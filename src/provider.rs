use std::rc::Rc;

use crate::cache::BlockCache;
use crate::error::{ProviderError, Result};
use crate::loader::RangeLoader;
use crate::overlay::EditOverlayStore;
use crate::sidecar::RecordEntry;

/// A virtual, file-backed, editable sequence
///
/// `VirtualSequenceProvider` presents one record of a large flat file as an
/// ordinary indexable, mutable sequence without materializing it. Reads are
/// served from a bounded [`BlockCache`]; writes copy the touched block into
/// an [`EditOverlayStore`] overlay and edit the copy, so the cache itself
/// stays immutable and evictable.
///
/// Three coordinate spaces are kept consistent:
///
/// * **raw**: byte offsets within the untouched record,
/// * **block**: the originally-cached aligned ranges,
/// * **logical**: the 0-based index space seen by the caller after all
///   edits applied so far.
///
/// For every logical index below [`len`](Self::len), exactly one of
/// {an overlay covers it} or {its drift-corrected raw position addresses a
/// never-edited block} holds; overlays and raw blocks partition the logical
/// space with no gaps or double coverage.
///
/// Operations on one provider must come from a single logical owner at a
/// time; overlay range-shifting is not safe under interleaved writers.
///
/// # Examples
///
/// ```rust
/// use std::rc::Rc;
/// use virtseq::{Alphabet, RecordEntry, SliceLoader, VirtualSequenceProvider};
///
/// let loader = Rc::new(SliceLoader::new(b"ACGTACGTAC".to_vec()));
/// let entry = RecordEntry::new(0, 10, Alphabet::Dna, "chr1");
/// let mut provider = VirtualSequenceProvider::new(loader, entry)
///     .with_block_size(4)
///     .with_max_blocks(2);
///
/// assert_eq!(provider.len(), 10);
/// assert_eq!(provider.get(0).unwrap(), Some(b'A'));
///
/// provider.insert_range(4, b"NN").unwrap();
/// assert_eq!(provider.to_vec(), b"ACGTNNACGTAC");
/// ```
pub struct VirtualSequenceProvider {
    /// Logical (post-edit) length of the sequence
    count: usize,

    /// Whether mutation is rejected
    read_only: bool,

    /// Sidecar entry describing the backing record
    entry: RecordEntry,

    /// Bounded cache of raw blocks
    cache: BlockCache,

    /// Edited copies of blocks, in logical coordinates
    overlays: EditOverlayStore,
}

impl VirtualSequenceProvider {
    /// Creates a provider bound to the record described by `entry`, reading
    /// through the shared `loader`.
    #[must_use]
    pub fn new(loader: Rc<dyn RangeLoader>, entry: RecordEntry) -> Self {
        Self {
            count: entry.symbols() as usize,
            read_only: false,
            cache: BlockCache::new(loader),
            overlays: EditOverlayStore::new(),
            entry,
        }
    }

    /// Sets the symbols-per-block tunable. Intended before the first access.
    #[must_use]
    pub fn with_block_size(mut self, block_size: usize) -> Self {
        self.cache.set_block_size(block_size);
        self
    }

    /// Sets the resident-block bound.
    #[must_use]
    pub fn with_max_blocks(mut self, max_blocks: usize) -> Self {
        self.cache.set_max_blocks(max_blocks);
        self
    }

    /// Number of symbols fetched per block
    #[must_use]
    pub fn block_size(&self) -> usize {
        self.cache.block_size()
    }

    pub fn set_block_size(&mut self, block_size: usize) {
        self.cache.set_block_size(block_size);
    }

    #[must_use]
    pub fn max_blocks(&self) -> usize {
        self.cache.max_blocks()
    }

    pub fn set_max_blocks(&mut self, max_blocks: usize) {
        self.cache.set_max_blocks(max_blocks);
    }

    #[must_use]
    pub fn is_read_only(&self) -> bool {
        self.read_only
    }

    pub fn set_read_only(&mut self, read_only: bool) {
        self.read_only = read_only;
    }

    /// The sidecar entry this provider is bound to
    #[must_use]
    pub fn entry(&self) -> &RecordEntry {
        &self.entry
    }

    /// Current logical length of the sequence
    #[must_use]
    pub fn len(&self) -> usize {
        self.count
    }

    #[must_use]
    pub fn is_empty(&self) -> bool {
        self.count == 0
    }

    /// Returns the symbol at logical `index`.
    ///
    /// `Ok(None)` is the out-of-range sentinel: the index lies at or beyond
    /// the logical length, or the backing source had no data for the
    /// drift-corrected raw position. Plain reads never fail on end-of-data.
    pub fn get(&mut self, index: usize) -> Result<Option<u8>> {
        if index >= self.count {
            return Ok(None);
        }

        let mut position = index as i64;
        if !self.overlays.is_empty() {
            if let Some(ordinal) = self.overlays.covering(position) {
                return Ok(self
                    .overlays
                    .get(ordinal)
                    .and_then(|overlay| overlay.symbol_at(position)));
            }
            position += self.overlays.drift(position);
        }
        if position < 0 {
            return Ok(None);
        }

        match self.cache.get(position as u64, &self.entry)? {
            Some(block) => Ok(block.symbol_at(position as u64)),
            None => Ok(None),
        }
    }

    /// Replaces the symbol at logical `index`.
    ///
    /// Implemented as remove-one-then-insert-one, so the touched block gains
    /// an overlay exactly like any other edit.
    pub fn set(&mut self, index: usize, symbol: u8) -> Result<()> {
        self.check_writable(index)?;
        self.remove_range(index, 1)?;
        self.insert_range(index, &[symbol])
    }

    /// Inserts `text` before logical `index` (`index == len()` appends).
    ///
    /// An empty `text` is a no-op. For an append the overlay covering
    /// `index - 1` anchors the insertion, so it lands inside the last block
    /// rather than past it.
    pub fn insert_range(&mut self, index: usize, text: &[u8]) -> Result<()> {
        self.check_writable(index)?;
        if index > self.count {
            return Err(self.out_of_range(index));
        }
        if text.is_empty() {
            return Ok(());
        }

        let ordinal = self.locate_or_create_overlay(index)?;
        self.overlays.apply_edit(ordinal, index as i64, 0, text);
        self.count += text.len();
        Ok(())
    }

    /// Removes `length` symbols starting at logical `index`.
    ///
    /// A removal spanning several blocks is satisfied by an explicit loop:
    /// each pass consumes what the overlay covering `index` can give, then
    /// continues with the remainder against the next block.
    pub fn remove_range(&mut self, index: usize, length: usize) -> Result<()> {
        self.check_writable(index)?;
        if length == 0 {
            return Ok(());
        }
        if index >= self.count || length > self.count - index {
            return Err(self.out_of_range(index));
        }

        let mut remaining = length;
        while remaining > 0 {
            let ordinal = self.locate_or_create_overlay(index)?;
            let removed = self.overlays.apply_edit(ordinal, index as i64, remaining, &[]);
            if removed == 0 {
                // nothing left to anchor the remainder against; bail out
                // rather than spin
                return Err(ProviderError::EndOfSource {
                    id: self.entry.id().to_string(),
                    index,
                }
                .into());
            }
            self.count -= removed;
            remaining -= removed;
        }
        Ok(())
    }

    /// Replaces `text.len()` symbols starting at logical `index` with `text`.
    pub fn replace_range(&mut self, index: usize, text: &[u8]) -> Result<()> {
        self.check_writable(index)?;
        if text.is_empty() {
            return Err(ProviderError::EmptyText {
                id: self.entry.id().to_string(),
                index,
            }
            .into());
        }
        self.remove_range(index, text.len())?;
        self.insert_range(index, text)
    }

    /// Index of the first occurrence of `symbol`, by linear scan.
    pub fn index_of(&mut self, symbol: u8) -> Result<Option<usize>> {
        for index in 0..self.count {
            if self.get(index)? == Some(symbol) {
                return Ok(Some(index));
            }
        }
        Ok(None)
    }

    /// Whether `symbol` occurs anywhere in the sequence.
    pub fn contains(&mut self, symbol: u8) -> Result<bool> {
        Ok(self.index_of(symbol)?.is_some())
    }

    /// A lazy, finite, restartable iterator over the logical symbols.
    ///
    /// Positions the backing source cannot satisfy yield the `0` sentinel,
    /// preserving lenient legacy indexing.
    pub fn iter(&mut self) -> SymbolIter<'_> {
        SymbolIter {
            provider: self,
            index: 0,
        }
    }

    /// Materializes the current logical sequence.
    pub fn to_vec(&mut self) -> Vec<u8> {
        self.iter().collect()
    }

    /// Returns the ordinal of the overlay covering logical `position`,
    /// creating one from the underlying block when none exists yet.
    ///
    /// For a position at the current end (append), the block containing
    /// `position - 1` anchors the new overlay. Failing to locate an anchor
    /// block is a hard error: a write has nowhere to land.
    fn locate_or_create_overlay(&mut self, position: usize) -> Result<u64> {
        let at_end = position >= self.count;
        let anchor = if at_end {
            position.saturating_sub(1)
        } else {
            position
        };
        if let Some(ordinal) = self.overlays.covering(anchor as i64) {
            return Ok(ordinal);
        }

        let drift = self.overlays.drift(position as i64);
        let raw = position as i64 + drift;
        let raw_anchor = if at_end { raw - 1 } else { raw };
        if raw_anchor < 0 {
            return Err(self.end_of_source(position));
        }

        let block_size = self.cache.block_size();
        let block = match self.cache.get(raw_anchor as u64, &self.entry)? {
            Some(block) => block.clone(),
            None => return Err(self.end_of_source(position)),
        };
        Ok(self
            .overlays
            .create(raw_anchor as u64, &block, block_size, drift))
    }

    fn check_writable(&self, index: usize) -> Result<()> {
        if self.read_only {
            return Err(ProviderError::ReadOnly {
                id: self.entry.id().to_string(),
                index,
            }
            .into());
        }
        Ok(())
    }

    fn out_of_range(&self, index: usize) -> crate::error::Error {
        ProviderError::OutOfRange {
            id: self.entry.id().to_string(),
            index,
            len: self.count,
        }
        .into()
    }

    fn end_of_source(&self, index: usize) -> crate::error::Error {
        ProviderError::EndOfSource {
            id: self.entry.id().to_string(),
            index,
        }
        .into()
    }

    #[cfg(test)]
    pub(crate) fn overlays(&self) -> &EditOverlayStore {
        &self.overlays
    }

    #[cfg(test)]
    pub(crate) fn n_resident_blocks(&self) -> usize {
        self.cache.n_resident()
    }
}

/// Iterator over the logical symbols of a [`VirtualSequenceProvider`]
pub struct SymbolIter<'a> {
    provider: &'a mut VirtualSequenceProvider,
    index: usize,
}

impl Iterator for SymbolIter<'_> {
    type Item = u8;

    fn next(&mut self) -> Option<Self::Item> {
        if self.index >= self.provider.len() {
            return None;
        }
        let symbol = self
            .provider
            .get(self.index)
            .ok()
            .flatten()
            .unwrap_or_default();
        self.index += 1;
        Some(symbol)
    }

    fn size_hint(&self) -> (usize, Option<usize>) {
        let remaining = self.provider.len().saturating_sub(self.index);
        (remaining, Some(remaining))
    }
}
/// Custom Result type for virtseq operations, wrapping the custom [`Error`] type
pub type Result<T> = std::result::Result<T, Error>;

/// The main error type for the virtseq library, encompassing all possible error
/// cases that can occur while virtualizing sequence data.
#[derive(thiserror::Error, Debug)]
#[error(transparent)]
pub enum Error {
    /// Errors raised by a virtual sequence provider
    ProviderError(#[from] ProviderError),
    /// Errors raised by a sequence collection
    CollectionError(#[from] CollectionError),
    /// Errors related to sidecar index files
    IndexError(#[from] IndexError),
    /// Standard I/O errors from the Rust standard library
    IoError(#[from] std::io::Error),
    /// UTF-8 encoding/decoding errors
    Utf8Error(#[from] std::str::Utf8Error),
    /// Generic errors that can occur in any part of the system
    AnyhowError(#[from] anyhow::Error),
}

/// Errors raised at the public boundary of a [`VirtualSequenceProvider`](crate::VirtualSequenceProvider).
///
/// Every variant carries the attempted logical index and the record identifier
/// so failures can be diagnosed without inspecting internal block state.
#[derive(thiserror::Error, Debug)]
pub enum ProviderError {
    /// A mutating operation was attempted on a read-only sequence
    #[error("Sequence '{id}' is read-only: cannot edit at index {index}")]
    ReadOnly { id: String, index: usize },

    /// The requested logical index lies outside the editable range
    #[error("Requested index ({index}) is out of sequence range ({len}) for '{id}'")]
    OutOfRange {
        id: String,
        index: usize,
        len: usize,
    },

    /// A replacement was attempted with no replacement symbols
    #[error("Replacement text for sequence '{id}' at index {index} must not be empty")]
    EmptyText { id: String, index: usize },

    /// The loader could not supply the block needed to anchor a write
    #[error("Source ended while locating a block for index {index} of sequence '{id}'")]
    EndOfSource { id: String, index: usize },
}

/// Errors raised by structural mutation of a [`SequenceCollection`](crate::sidecar::SequenceCollection).
#[derive(thiserror::Error, Debug)]
pub enum CollectionError {
    /// The collection itself is read-only; only materialized records may be edited
    #[error("Virtual sequence collections are read-only: '{0}' is not supported")]
    Unsupported(&'static str),
}

/// Errors specific to reading and validating sidecar index files
#[derive(thiserror::Error, Debug)]
pub enum IndexError {
    /// The magic number in the sidecar header does not match the expected value
    #[error("Invalid magic number: {0}")]
    InvalidMagicNumber(u64),

    /// The reserved bytes in the sidecar header contain unexpected values
    #[error("Invalid reserved bytes")]
    InvalidReservedBytes,

    /// The size of the source file does not match what the sidecar recorded
    ///
    /// # Arguments
    /// * First `u64` - The actual source file size in bytes
    /// * Second `u64` - The size recorded in the sidecar header
    #[error("Source file size ({0}) does not match the sidecar expectation ({1})")]
    ByteSizeMismatch(u64, u64),

    /// The sidecar path does not identify the source file it indexes
    #[error("Cannot determine upstream source file from sidecar path: {0}")]
    MissingUpstreamFile(String),

    /// Attempted to access a record index that is beyond the available range
    ///
    /// # Arguments
    /// * First `usize` - The requested record index
    /// * Second `usize` - The number of records in the index
    #[error("Requested record index ({0}) is out of record range ({1})")]
    OutOfRange(usize, usize),

    /// The sidecar entry names an alphabet code this build does not know
    #[error("Unknown alphabet code in sidecar entry: {0}")]
    UnknownAlphabet(u8),
}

:::::

WORK TO COMPLETE> Go over the data and return every line that includes the word "covering".

WORKED SOLUTION>
            if let Some(ordinal) = self.overlays.covering(position) {
    /// An empty `text` is a no-op. For an append the overlay covering
    /// each pass consumes what the overlay covering `index` can give, then
    /// Returns the ordinal of the overlay covering logical `position`,
        if let Some(ordinal) = self.overlays.covering(anchor as i64) {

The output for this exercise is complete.